Review by Jill I. Shtulman  (OCT 22, 2010)

What is the relationship between persecutors and their victims? In The Death of the Adversary – poised on the brink of what soon will be one of the world’s most horrific tragedies – an unnamed narrator in an unnamed country reflects on an unnamed figure who will soon ascend to power. Although the figure (“B”) is never revealed, it soon becomes obvious that he is Hitler and that the narrator is of Jewish descent.

The narrator – who bemoans his own passivity – is blessed, or cursed, with high intelligence. Because he is unable to come to grips with evil for its own sake, he twists his logic to make sense out of the insensible; he knows B hates what the narrator represents, but he believes that the narrator desperately needs that hatred and, in fact, feeds on it…eliciting hatred in return. He goes further: in his “logical” mind, he believes that the adversary and his victims are in a state of symbiosis, feeding upon each other and because of their mutual need, neither adversary will eliminate the other. History, of course, has sadly shown how ludicrous this conclusion was.

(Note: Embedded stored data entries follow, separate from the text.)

//! Fixtures and a scriptable in-process course service for unit tests.

use std::{
    collections::{BTreeSet, HashMap},
    sync::{
        atomic::{AtomicU64, Ordering},
        Arc, Mutex,
    },
    time::Duration,
};

use async_trait::async_trait;
use chrono::{TimeZone, Utc};
use shared::{
    domain::{Course, CourseId, Module, ModuleId, Student, StudentId, Teacher, TeacherId},
    error::{ApiError, ErrorCode},
    protocol::{
        AddStudentRequest, CreateCourseRequest, CreateModuleRequest, TeacherQuery,
        UpdateCourseRequest, UpdateTeacherRequest, UserInfoData, UserInfoRecord,
    },
};
use tokio::sync::Notify;

use crate::{
    persistence::{CourseService, ImageUpload, PersistenceError},
    session::SessionContext,
};

pub(crate) fn course(id: &str, teacher_id: &str, title: &str) -> Course {
    Course {
        id: CourseId::from(id),
        title: title.to_string(),
        category: "General".to_string(),
        description: String::new(),
        image_ref: None,
        teacher_ref: TeacherId::from(teacher_id),
        created_at: None,
    }
}

pub(crate) fn module(id: &str, course_id: &str, title: &str) -> Module {
    Module {
        id: ModuleId::from(id),
        title: title.to_string(),
        description: String::new(),
        start_time: Utc.with_ymd_and_hms(2024, 1, 1, 9, 0, 0).unwrap(),
        end_time: Utc.with_ymd_and_hms(2024, 1, 1, 10, 0, 0).unwrap(),
        course_ref: CourseId::from(course_id),
        teacher_ref: TeacherId::from("t-1"),
    }
}

pub(crate) fn student(id: &str, courses: &[&str]) -> Student {
    Student {
        id: StudentId::from(id),
        name: format!("Student {id}"),
        email: format!("{id}@example.com"),
        phone: None,
        enrollments: courses.iter().map(|course| CourseId::from(*course)).collect(),
    }
}

pub(crate) fn teacher(id: &str, name: &str) -> Teacher {
    Teacher {
        id: TeacherId::from(id),
        name: name.to_string(),
        slug: name.to_lowercase().replace(' ', "-"),
        bio: String::new(),
        image_url: None,
        status: "active".to_string(),
        rating: None,
        location: None,
        subjects: BTreeSet::new(),
        course_count: None,
        created_at: None,
    }
}

pub(crate) fn signed_in(user_id: &str) -> SessionContext {
    let record = UserInfoRecord {
        data: UserInfoData {
            id: user_id.into(),
            role: shared::domain::Role::Teacher,
            name: None,
            email: None,
            token: Some("token-1".to_string()),
        },
    };
    let raw = serde_json::to_string(&record).unwrap();
    SessionContext::from_user_info(Some(&raw))
}

pub(crate) fn rejected(status: u16, message: &str) -> PersistenceError {
    let code = match status {
        404 => Some(ErrorCode::NotFound),
        409 => Some(ErrorCode::Conflict),
        _ => None,
    };
    PersistenceError::Rejected {
        endpoint: "fake".to_string(),
        status,
        body: ApiError {
            code,
            message: message.to_string(),
        },
    }
}

/// Course service double. Configure it with the builder methods, then share it
/// as `Arc<dyn CourseService>`.
#[derive(Default)]
pub(crate) struct FakeCourseService {
    courses: Mutex<Vec<Course>>,
    modules: Vec<Module>,
    teachers: Mutex<Vec<Teacher>>,
    failures: HashMap<&'static str, PersistenceError>,
    gates: HashMap<&'static str, Arc<Notify>>,
    search_delays: HashMap<String, Duration>,
    calls: Mutex<Vec<&'static str>>,
    queries: Mutex<Vec<TeacherQuery>>,
    next_id: AtomicU64,
}

impl FakeCourseService {
    pub(crate) fn new() -> Self {
        Self::default()
    }

    pub(crate) fn with_courses(self, courses: Vec<Course>) -> Self {
        *self.courses.lock().unwrap() = courses;
        self
    }

    pub(crate) fn with_modules(mut self, modules: Vec<Module>) -> Self {
        self.modules = modules;
        self
    }

    pub(crate) fn with_teachers(self, teachers: Vec<Teacher>) -> Self {
        *self.teachers.lock().unwrap() = teachers;
        self
    }

    /// Every call to `op` fails with `error`.
    pub(crate) fn failing(mut self, op: &'static str, error: PersistenceError) -> Self {
        self.failures.insert(op, error);
        self
    }

    /// Calls to `op` wait until the returned handle is notified.
    pub(crate) fn gated(mut self, op: &'static str) -> (Self, Arc<Notify>) {
        let gate = Arc::new(Notify::new());
        self.gates.insert(op, Arc::clone(&gate));
        (self, gate)
    }

    /// A teacher search for exactly `search` answers only after `delay`.
    pub(crate) fn delay_search(mut self, search: &str, delay: Duration) -> Self {
        self.search_delays.insert(search.to_string(), delay);
        self
    }

    pub(crate) fn calls(&self, op: &str) -> usize {
        self.calls
            .lock()
            .unwrap()
            .iter()
            .filter(|called| **called == op)
            .count()
    }

    pub(crate) fn total_calls(&self) -> usize {
        self.calls.lock().unwrap().len()
    }

    pub(crate) fn teacher_queries(&self) -> Vec<TeacherQuery> {
        self.queries.lock().unwrap().clone()
    }

    async fn enter(&self, op: &'static str) -> Result<(), PersistenceError> {
        self.calls.lock().unwrap().push(op);
        if let Some(gate) = self.gates.get(op) {
            gate.notified().await;
        }
        match self.failures.get(op) {
            Some(error) => Err(error.clone()),
            None => Ok(()),
        }
    }

    fn fresh_id(&self, prefix: &str) -> String {
        let n = self.next_id.fetch_add(1, Ordering::SeqCst) + 1;
        format!("{prefix}-{n}")
    }

    fn find_teacher(&self, id: &TeacherId) -> Result<Teacher, PersistenceError> {
        self.teachers
            .lock()
            .unwrap()
            .iter()
            .find(|teacher| &teacher.id == id)
            .cloned()
            .ok_or_else(|| rejected(404, "Teacher not found"))
    }

    fn store_teacher(&self, updated: Teacher) {
        let mut teachers = self.teachers.lock().unwrap();
        if let Some(existing) = teachers.iter_mut().find(|teacher| teacher.id == updated.id) {
            *existing = updated;
        }
    }
}

#[async_trait]
impl CourseService for FakeCourseService {
    async fn list_courses(&self) -> Result<Vec<Course>, PersistenceError> {
        self.enter("list_courses").await?;
        Ok(self.courses.lock().unwrap().clone())
    }

    async fn create_course(
        &self,
        request: &CreateCourseRequest,
    ) -> Result<Course, PersistenceError> {
        self.enter("create_course").await?;
        let created = Course {
            id: CourseId::new(self.fresh_id("course")),
            title: request.title.clone(),
            category: request.category.clone(),
            description: request.description.clone(),
            image_ref: request.image.clone(),
            teacher_ref: request.teacher_id.clone(),
            created_at: Some(Utc::now()),
        };
        self.courses.lock().unwrap().push(created.clone());
        Ok(created)
    }

    async fn update_course(
        &self,
        course_id: &CourseId,
        request: &UpdateCourseRequest,
    ) -> Result<Course, PersistenceError> {
        self.enter("update_course").await?;
        let mut courses = self.courses.lock().unwrap();
        let existing = courses
            .iter_mut()
            .find(|existing| &existing.id == course_id)
            .ok_or_else(|| rejected(404, "Course not found"))?;
        if let Some(title) = &request.title {
            existing.title = title.clone();
        }
        if let Some(category) = &request.category {
            existing.category = category.clone();
        }
        if let Some(description) = &request.description {
            existing.description = description.clone();
        }
        if request.image.is_some() {
            existing.image_ref = request.image.clone();
        }
        Ok(existing.clone())
    }

    async fn delete_course(&self, course_id: &CourseId) -> Result<(), PersistenceError> {
        self.enter("delete_course").await?;
        self.courses
            .lock()
            .unwrap()
            .retain(|existing| &existing.id != course_id);
        Ok(())
    }

    async fn list_modules(&self, course_id: &CourseId) -> Result<Vec<Module>, PersistenceError> {
        self.enter("list_modules").await?;
        Ok(self
            .modules
            .iter()
            .filter(|module| &module.course_ref == course_id)
            .cloned()
            .collect())
    }

    async fn create_module(
        &self,
        request: &CreateModuleRequest,
    ) -> Result<Module, PersistenceError> {
        self.enter("create_module").await?;
        Ok(Module {
            id: ModuleId::new(self.fresh_id("module")),
            title: request.title.clone(),
            description: request.description.clone(),
            start_time: request.start_time.and_utc(),
            end_time: request.end_time.and_utc(),
            course_ref: request.course_id.clone(),
            teacher_ref: request.teacher_id.clone(),
        })
    }

    async fn add_student(&self, request: &AddStudentRequest) -> Result<Student, PersistenceError> {
        self.enter("add_student").await?;
        Ok(Student {
            id: StudentId::new(self.fresh_id("student")),
            name: request.name.clone(),
            email: request.email.clone(),
            phone: request.phone.clone(),
            enrollments: BTreeSet::new(),
        })
    }

    async fn list_teachers(&self, query: &TeacherQuery) -> Result<Vec<Teacher>, PersistenceError> {
        self.queries.lock().unwrap().push(query.clone());
        self.enter("list_teachers").await?;
        if let Some(delay) = self.search_delays.get(&query.search) {
            tokio::time::sleep(*delay).await;
        }
        let needle = query.search.to_lowercase();
        Ok(self
            .teachers
            .lock()
            .unwrap()
            .iter()
            .filter(|teacher| teacher.name.to_lowercase().contains(&needle))
            .cloned()
            .collect())
    }

    async fn get_teacher(&self, teacher_id: &TeacherId) -> Result<Teacher, PersistenceError> {
        self.enter("get_teacher").await?;
        self.find_teacher(teacher_id)
    }

    async fn update_teacher(
        &self,
        teacher_id: &TeacherId,
        request: &UpdateTeacherRequest,
    ) -> Result<Teacher, PersistenceError> {
        self.enter("update_teacher").await?;
        let mut updated = self.find_teacher(teacher_id)?;
        if let Some(name) = &request.name {
            updated.name = name.clone();
        }
        if let Some(status) = &request.status {
            updated.status = status.clone();
        }
        if let Some(bio) = &request.bio {
            updated.bio = bio.clone();
        }
        if request.location.is_some() {
            updated.location = request.location.clone();
        }
        if request.rating.is_some() {
            updated.rating = request.rating;
        }
        if let Some(subjects) = &request.subjects {
            updated.subjects = subjects.clone();
        }
        self.store_teacher(updated.clone());
        Ok(updated)
    }

    async fn upload_teacher_image(
        &self,
        teacher_id: &TeacherId,
        upload: ImageUpload,
    ) -> Result<Teacher, PersistenceError> {
        self.enter("upload_teacher_image").await?;
        let mut updated = self.find_teacher(teacher_id)?;
        updated.image_url = Some(format!("/uploads/{}", upload.filename));
        self.store_teacher(updated.clone());
        Ok(updated)
    }

    async fn teacher_courses(
        &self,
        teacher_id: &TeacherId,
    ) -> Result<Vec<Course>, PersistenceError> {
        self.enter("teacher_courses").await?;
        Ok(self
            .courses
            .lock()
            .unwrap()
            .iter()
            .filter(|course| &course.teacher_ref == teacher_id)
            .cloned()
            .collect())
    }
}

Keilson uses a conceit in presenting these musings; his fictional (or autobiographical?) narrator has deposited a manuscript for safekeeping during the war years. Now, as he awaits word of the death of B, he rekindles his memory about the events of those pre-war years.

In haunting prose, he remembers his father’s words when he was only 10: “If B. should ever come to power, may God have mercy on us. Then things will really start to happen.” He recalls being ostracized from a group of non-Jewish children who seek to banish him from their games. He remembers the ending of a close friendship with another man who, it turns out, is enthralled by B. and his ideas. He recounts the two times when his path and his adversary’s intersected.

And, in one of the most devastating parts of the book, he recreates an evening at the apartment of a saleswomen he worked with whose brother and friends are revealed to be Nazi thugs, who desecrate a supposed Jewish cemetery to prove that even in death, Jews will not allowed to experience peace. As the young man describes in exhaustive detail how gravestones – even those of young children – were defaced, our narrator sits transfixed, unable to admit to his heritage or condemn these monstrous acts.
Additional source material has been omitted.